The phospholipids protons of native and reconstituted sarcoplasmic reticulum (SR) membrane vesicles yield well-resolved nuclear magnetic resonance (NMR) spectra. Resonance area measurements, guided by the line shape theory of Bloom and co-workers, imply that we are observing a large fraction of the lipid intensity and that the protein does not appear to reduce the percent of the signal that is well resolved. We have measured the spin-lattice (T1) and spin-spin (T2) relaxation rates of the choline, methylene, and terminal methyl protons at 360 MHz and the spin-lattice relaxation rate in the rotating frame (T1 rho) at 100 MHz. Both the T1 and T2 relaxation rates are single exponential processes for all of the resonances if the residual water proton signal is thoroughly eliminated by selective saturation.

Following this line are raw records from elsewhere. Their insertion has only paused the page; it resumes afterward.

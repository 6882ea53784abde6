//! Recalculation scheduling
//!
//! After any mutation the engine computes the transitive closure of
//! dependents from the changed cells, orders the affected formulas with
//! Kahn's algorithm over that induced subgraph, and re-evaluates them in
//! order. Formulas left unordered are cycle members and are marked
//! `Error(Circular)` instead of looping. Only cells whose displayed value
//! actually moved produce change events (the tracker compares before and
//! after), which makes repeated refreshes silent.

use std::collections::VecDeque;

use ahash::{AHashMap, AHashSet};

use crate::engine::Engine;
use crate::events::ChangeTracker;
use sheetflow_core::{CellError, CellValue};
use sheetflow_formula::CellKey;

impl Engine {
    /// Recompute everything transitively dependent on the seed cells.
    /// Seeds that are themselves formula cells are recomputed too.
    pub(crate) fn run_recalc(&mut self, seeds: &[CellKey], tracker: &mut ChangeTracker) {
        let mut dirty: Vec<CellKey> = Vec::new();
        let mut dirty_set: AHashSet<CellKey> = AHashSet::new();
        let mut seen: AHashSet<CellKey> = AHashSet::new();
        let mut queue: VecDeque<CellKey> = VecDeque::new();

        for &seed in seeds {
            if seen.insert(seed) {
                queue.push_back(seed);
            }
            if self.asts.contains_key(&seed) && dirty_set.insert(seed) {
                dirty.push(seed);
            }
        }

        while let Some(cell) = queue.pop_front() {
            for dependent in self.graph.dependents_of(cell) {
                if dirty_set.insert(dependent) {
                    dirty.push(dependent);
                }
                if seen.insert(dependent) {
                    queue.push_back(dependent);
                }
            }
        }

        self.recalc_cells(dirty, tracker);
    }

    /// Recompute every formula in the workbook. Emits change events only
    /// for values that actually moved, so calling this twice in a row
    /// produces no events the second time.
    pub fn refresh_all(&mut self) {
        let mut tracker = ChangeTracker::new();
        let all: Vec<CellKey> = self.asts.keys().copied().collect();
        self.recalc_cells(all, &mut tracker);
        self.flush(tracker);
    }

    /// Evaluate the given formula cells in dependency order, writing
    /// results back and marking cycle members `Error(Circular)`.
    pub(crate) fn recalc_cells(&mut self, dirty: Vec<CellKey>, tracker: &mut ChangeTracker) {
        if dirty.is_empty() {
            return;
        }
        let dirty_set: AHashSet<CellKey> = dirty.iter().copied().collect();

        // In-degree within the induced subgraph. A self-dependency (a
        // formula inside its own range) counts and is never decremented, so
        // the cell correctly falls through to the cycle marking below.
        let mut in_degree: AHashMap<CellKey, usize> = AHashMap::new();
        for &cell in &dirty {
            let degree = dirty
                .iter()
                .filter(|&&other| self.graph.depends_on(cell, other))
                .count();
            in_degree.insert(cell, degree);
        }

        // Kahn's algorithm; process smallest key first for determinism
        let mut ready: Vec<CellKey> = in_degree
            .iter()
            .filter(|(_, &degree)| degree == 0)
            .map(|(&cell, _)| cell)
            .collect();
        sort_keys_descending(&mut ready);

        let mut processed: AHashSet<CellKey> = AHashSet::new();
        while let Some(cell) = ready.pop() {
            processed.insert(cell);
            self.recalc_one(cell, tracker);

            let mut unblocked = Vec::new();
            for dependent in self.graph.dependents_of(cell) {
                if !dirty_set.contains(&dependent) {
                    continue;
                }
                if let Some(degree) = in_degree.get_mut(&dependent) {
                    *degree = degree.saturating_sub(1);
                    if *degree == 0 && !processed.contains(&dependent) {
                        unblocked.push(dependent);
                    }
                }
            }
            sort_keys_descending(&mut unblocked);
            // Keep the stack ordered so the smallest key pops next
            ready.extend(unblocked);
        }

        // Anything not processed sits on a cycle
        for &cell in &dirty {
            if processed.contains(&cell) {
                continue;
            }
            if let Some(ws) = self.workbook.worksheet(cell.sheet) {
                tracker.record(cell, ws.display_value_at(cell.row, cell.col));
            }
            if let Some(ws) = self.workbook.worksheet_mut(cell.sheet) {
                ws.set_formula_result(cell.row, cell.col, CellValue::Error(CellError::Circular));
            }
        }
    }

    fn recalc_one(&mut self, cell: CellKey, tracker: &mut ChangeTracker) {
        let Some(result) = self.evaluate_cell(cell) else {
            return;
        };
        if let Some(ws) = self.workbook.worksheet(cell.sheet) {
            tracker.record(cell, ws.display_value_at(cell.row, cell.col));
        }
        if let Some(ws) = self.workbook.worksheet_mut(cell.sheet) {
            ws.set_formula_result(cell.row, cell.col, result);
        }
    }
}

fn sort_keys_descending(keys: &mut [CellKey]) {
    keys.sort_by(|a, b| {
        b.sheet
            .cmp(&a.sheet)
            .then(b.row.cmp(&a.row))
            .then(b.col.cmp(&a.col))
    });
}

The T1 and T2 relaxation rates increase as the protein concentration increases, and T2 rate decrease with increasing temperature. This implies that the protein is reducing both high frequency (e.g., trans-gauche methylene isomerizations) and low frequency (e.g., large amplitude, chain wagging) lipid motions, from the center of the bilayer to the surface. It is possible that spin diffusion contributes to the effect of protein on lipid T1's although some of the protein-induced T1 change is due to motional effects. The T2 relaxation times are observed to be near 1 ms for the membranes with highest protein concentration and approximately 10 ms for the lipids devoid of protein. This result, combined with the observation that the T2 rates are monophasic, suggests that at least two lipid environments exist in the presence of protein, and that the lipids are exchanging between these environments at a rate greater than 1/T2 or 10(3) s-1. The choline resonance yields single exponential T1 rho relaxation in the presence and absence of protein, whereas the other resonances measured exhibit biexponential relaxation. Protein significantly increases the single T1 rho relaxation rate of the choline peak while primarily increasing the T1 rho relaxation rate of the more slowly relaxing component of the methylene and methyl resonances.